# Problema con tacometro L y F (No enciende)



## mauricioh (Feb 23, 2010)

Hola!bueno primero les doy las gracias a todos los que me puedan orientar o ayudar a reparar este problema que la verdad me esta complicando!!Les paso a contar compre un tacometro digital de 5" marca "L y F" de 11mil vueltas...Lo que paso fue que por no tener tiempo le di el trabajo de colocarlo en mi auto un fiat uno 1.6 a un amigo!El lo que hizo fue conectar alreves o mal los cable de alimentacion y el de señal que va a la bobina y ahora lo unico que hace el tacometro cuando lo alimento sin tener señal se prende la luz del shift pero muy tenue casi no se nota y no pasa mas nada!!!no se ilumina el tacometro a pesar de que posee 7 colores, nada muerto totalmente!!lo desarme pero tiene un pic que es "CF745" y otro integrado que es "ATMEL726" la verdad es que no se que probar, como tiene pic, lo unico que note hasta ahora es que cuando lo alimento calienta el pic considerablemente y tambien calienta el regulador "LM7805".Estoy bastante bajoneado por que lo pague $250 y lo unico que hice fue probarlo cuando lo compre y la verdad quede facinado hasta que sucedio lo que le conte, tambien el problema es que si esta en corto el pic no tengo como programarlo..Bueno le voy a agradecer infinitamente si me pueden ayudar!Apenas pueda saco fotos.saludos mauricio


----------



## mnicolau (Feb 23, 2010)

Hola Mauricio, el regulador sigue funcionando? Si lo conectás con distinta polaridad se daña inmediatamente. Revisá eso y sacá alguna foto de la placa (que se vea bien) a ver si encontramos algo más...

Saludos


----------



## capitanp (Feb 23, 2010)

> tambien el problema es que si esta en corto el pic no tengo como programarlo


 

Y no tienes el programa el cual no lo puedes copiar de otro equipo porque esta protegido


La unica esperanza es que el 7805 volo de manera instantanea y quedo abierto, que tension tiene? (lo normal es 5 V, si tiene mas... -micro frito-)
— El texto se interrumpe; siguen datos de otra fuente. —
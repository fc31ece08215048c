//! Library error type
//!
//! Every fallible operation in the library returns [`Result`]. The variants map
//! one-to-one onto the failure kinds callers are expected to react to; the
//! binary wraps them into `anyhow` for reporting.

use std::path::{Path, PathBuf};
use thiserror::Error;

pub type Result<T> = std::result::Result<T, Error>;

#[derive(Debug, Error)]
pub enum Error {
    /// An object, commit, ref or working-tree path is missing
    #[error("{kind} not found: {name}")]
    NotFound { kind: &'static str, name: String },

    /// The operation is not allowed in the current state (e.g. unstaging a path that is not staged)
    #[error("invalid state: {0}")]
    InvalidState(String),

    #[error("nothing to commit: no staged files")]
    EmptyCommit,

    /// A patch hunk no longer matches its target
    #[error("hunk {index} does not apply: {reason}")]
    HunkOutOfRange { index: usize, reason: String },

    #[error("{context}: {source}")]
    Io {
        context: String,
        #[source]
        source: std::io::Error,
    },

    /// The metadata directory is missing or malformed
    #[error("not a valid repository: {0}")]
    InvalidRepository(String),

    /// A stored object or a patch could not be parsed
    #[error("invalid object: {0}")]
    InvalidObject(String),

    #[error("invalid branch name: {0}")]
    InvalidBranchName(String),

    #[error("ambiguous revision {prefix}: candidates {candidates:?}")]
    AmbiguousRevision {
        prefix: String,
        candidates: Vec<String>,
    },

    /// Checkout or pull would overwrite uncommitted changes
    #[error("local changes would be overwritten: {}", display_paths(.0))]
    LocalChanges(Vec<PathBuf>),

    #[error("unsupported remote: {0}")]
    UnsupportedRemote(String),
}

impl Error {
    pub fn not_found(kind: &'static str, name: impl ToString) -> Self {
        Error::NotFound {
            kind,
            name: name.to_string(),
        }
    }

    pub fn is_not_found(&self) -> bool {
        matches!(self, Error::NotFound { .. })
    }
}

fn display_paths(paths: &[PathBuf]) -> String {
    paths
        .iter()
        .map(|path| path.display().to_string())
        .collect::<Vec<_>>()
        .join(", ")
}

/// Attach context to I/O failures, in the spirit of `anyhow::Context`
pub trait IoContext<T> {
    fn io_context<C, F>(self, context: F) -> Result<T>
    where
        C: Into<String>,
        F: FnOnce() -> C;

    fn io_path_context(self, action: &str, path: &Path) -> Result<T>;
}

impl<T> IoContext<T> for std::io::Result<T> {
    fn io_context<C, F>(self, context: F) -> Result<T>
    where
        C: Into<String>,
        F: FnOnce() -> C,
    {
        self.map_err(|source| Error::Io {
            context: context().into(),
            source,
        })
    }

    fn io_path_context(self, action: &str, path: &Path) -> Result<T> {
        self.io_context(|| format!("{action} {}", path.display()))
    }
}

#[cfg(test)]
mod tests {
    use super::*;
    use pretty_assertions::assert_eq;

    #[test]
    fn io_context_wraps_the_source_error() {
        let result: std::io::Result<()> = Err(std::io::Error::new(
            std::io::ErrorKind::PermissionDenied,
            "denied",
        ));

        let error = result
            .io_path_context("unable to write", Path::new("a/b"))
            .unwrap_err();

        assert_eq!(error.to_string(), "unable to write a/b: denied");
        assert!(matches!(error, Error::Io { .. }));
    }

    #[test]
    fn local_changes_lists_every_path() {
        let error = Error::LocalChanges(vec![PathBuf::from("a.txt"), PathBuf::from("b/c.txt")]);

        assert_eq!(
            error.to_string(),
            "local changes would be overwritten: a.txt, b/c.txt"
        );
    }
}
Lamentablemente si es el microcontrolador, tendras que comprar otro, igual pon fotos para el desguace

_Estas cosas no viene con ningun diodo (u$s 0.05) antiVol.... digo para evitar descuidos de polaridad_


foto del difunto


----------



## mauricioh (Feb 23, 2010)

hola!mnicolau mira el 7805 sigue funcionando ya que tiene un diiodo 4007 en la pata del medio que seria masa, pero el problema es que me tira 7 Voltios en la salida osea que el micro ya se fue a otro mundo.NO tengo camara por eso no puedo subir fotos mas tarde me la traen y la subo....pero igual cambiando el micro no voy a arreglar nada sin poder programarlo...saludos

Ahora te pregunto mnicolau no puedo poner el tacometro que hiciste para motos con corte y en ves de poner la escala con led's hago que alimente la bobina de este tacometro!puede funcionar o no?por lo menos para tener una chanse de recuperar lo estetico....hasta que me compre otro!dentro 2 meses...jeje...saludos y gracias por la ayuda.....


----------



## mnicolau (Feb 23, 2010)

Uh si.. habría que ver cómo es el circuito de entrada de señal, pero si conectó la alimentación en lugar de la señal, es muy probable que el pic esté dañado. Una lástima...

Saludos


----------



## mauricioh (Feb 23, 2010)

Bueno suponiendo que el ic se daño, no se le puede adaptar el tacometro que diseñaste para utilizar la carcaza del difunto?por lo menos para darle uso!saludos


----------



## mnicolau (Feb 23, 2010)

Si, tenés el shift light ya. Podrías adaptar del instrumento de aguja para medir tensión contínua, lo conectás a la salida del conversor de frecuencia-tensión y medis las RPM ahí. Por último podrías reformar el fondo del instrumento y agregarle también los 10 leds.

Saludos


----------



## mauricioh (Abr 20, 2010)

hola!revivo este post porque por fin tuve tiempo y pude solucionar un problema del taco!Digo uno porque les paso a contar lo que hice es un convertidor frecuencia-tension para poder hacer funcionar la bobina del tacometro.Lo mejor de todo es que funciona, pero hay un problema!Como ya comente anteriormente el taco esta colocado en un fiat uno mod. 92 que ya tiene tacometro incluido en el tablero y con eso me guio maso para calibrar el deportivo (l y f).El problema es que pareciese ser que el convertidor que fabrique no tiene la suficiente intensidad para mover la aguja linealmente, si no que lo hace por tramos!Osea Cuando aceleras a fondo sube la aguja sin ningun problema casi igual que el taco original, pero cuando aceleras de a poco la aguja se traba y cuando el original esta en las 2500 RPM recien sube el deportivo hasta ese regimen y cuando vas muy despacio por las calles que el tacometro original marca 1500 RPM el deportivo marca 0 RPm.Quisiera saber que le puedo hacer para que la aguja se mueva mas linealmente, un transistor? un AO?Cualquier sugerencia agradeceria mucho!Saludos mauricio

PD:Les dejo el link de la pagina donde saque el circuito apra hacer el convertidor:
http://www.clubrenaultfuego.com.ar/crfbsas/content/view/40/48/

a me olvidaba tambien queria saber si se puede llegar a mosificar el circuito para no hacer muchas modificaciones!saludos y disculpen las molestias


----------